Asumió el poder respaldado por una coalición corrupta. Pero para sorpresa de todos -aliados y adversarios- se atrevió a ejercer la presidencia con transparencia republicana.
El personaje se llamó Roberto Marcelino Ortiz y fue Presidente de la Nación.
Protagonizó una de las más grandes sorpresas de la política argentina.
Y terminó convirtiéndose en una dramática frustración, porque una pena de amor lo llevó a la muerte en la mitad de su mandato.
Así se interrumpió una posibilidad única de terminar con la corrupción política que caracterizó a la llamada Década Infame. Pero injustamente de él no se habla nunca. Quizás porque vivimos sometidos a un presente perpetuo que nos roba el pasado. Y lo peor de todo, nos impide soñar el futuro.

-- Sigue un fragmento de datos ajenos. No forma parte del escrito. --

use anyhow::Result;
use serde::Deserialize;
use std::sync::Mutex;
use std::time::{Duration, Instant};

use super::retry::{RetryPolicy, fetch_json, http_client};
use crate::config::ServiceConfig;

/// Nominatim usage policy: at most one request per second
const MIN_INTERVAL: Duration = Duration::from_secs(1);

/// Postal address components for a point
#[derive(Debug, Clone, Default, PartialEq, Deserialize)]
pub struct Address {
    #[serde(default)]
    pub road: Option<String>,
    #[serde(default)]
    pub house_number: Option<String>,
    #[serde(default)]
    pub suburb: Option<String>,
    #[serde(default)]
    pub city: Option<String>,
    #[serde(default)]
    pub postcode: Option<String>,
}

/// Reverse geocoding collaborator
pub trait Geocoder: Send + Sync {
    /// Address components for (lat, lon); `None` if nothing is known there
    fn reverse(&self, lat: f64, lon: f64) -> Result<Option<Address>>;
}

#[derive(Debug, Deserialize)]
struct ReverseResult {
    #[serde(default)]
    address: Option<Address>,
    #[serde(default)]
    error: Option<String>,
}

/// Nominatim `/reverse` client
pub struct Nominatim {
    client: reqwest::blocking::Client,
    base_url: String,
    retry: RetryPolicy,
    last_request: Mutex<Option<Instant>>,
}

impl Nominatim {
    pub fn new(config: &ServiceConfig) -> Result<Self> {
        Ok(Self {
            client: http_client(config.timeout())?,
            base_url: config.url.trim_end_matches('/').to_string(),
            retry: config.retry_policy(),
            last_request: Mutex::new(None),
        })
    }

    /// Sleep until the rate limit allows another request. Workers share one client.
    fn throttle(&self) {
        let Ok(mut last) = self.last_request.lock() else {
            return;
        };
        if let Some(previous) = *last {
            let elapsed = previous.elapsed();
            if elapsed < MIN_INTERVAL {
                std::thread::sleep(MIN_INTERVAL - elapsed);
            }
        }
        *last = Some(Instant::now());
    }
}

impl Geocoder for Nominatim {
    fn reverse(&self, lat: f64, lon: f64) -> Result<Option<Address>> {
        self.throttle();

        let url = format!("{}/reverse", self.base_url);
        let lat = lat.to_string();
        let lon = lon.to_string();
        let result: ReverseResult = fetch_json(&self.retry, "geocoding", || {
            self.client.get(&url).query(&[
                ("lat", lat.as_str()),
                ("lon", lon.as_str()),
                ("format", "jsonv2"),
                ("zoom", "17"),
            ])
        })?;

        if let Some(error) = result.error {
            tracing::debug!(%error, "Reverse geocoding found nothing");
            return Ok(None);
        }
        Ok(result.address)
    }
}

Les anticipo que en esta crónica vamos a meternos en una etapa muy brava: los años del fraude.
Aquellos tiempos en los que se desconocía la voluntad popular y el resultado de las elecciones era adulterado.
Un maestro de la ciencia histórica pedía hechos, no interpretaciones. En mi modesta condición de cronista comparto esa posición.
Para eso -me parece- conviene mirar nuestro pasado sin querer interpretarlo con nuestras ideas de hoy.
Antes que nada, vamos a ubicar a Ortiz en su tiempo.
Estamos hablando de finales de la década del 30 y principios de los 40. Unas pocas pinceladas nos ubicarán en la época:
- En 1936 aparecía la revista Patoruzú.
- En 1937 debutó la orquesta de Aníbal Troilo.
- Ese mismo año, Argentina Sono Film inauguró sus modernísimos estudios en Martínez, donde hoy está Telefé.
- En 1938 salió campeón Independiente, con un tridente ofensivo incomparable: De la Mata, Erico y Sastre.
- También en 1938 Baldomero Fernández Moreno ganó el Premio Nacional de Poesía.
- En 1939 comenzó la Segunda Guerra Mundial.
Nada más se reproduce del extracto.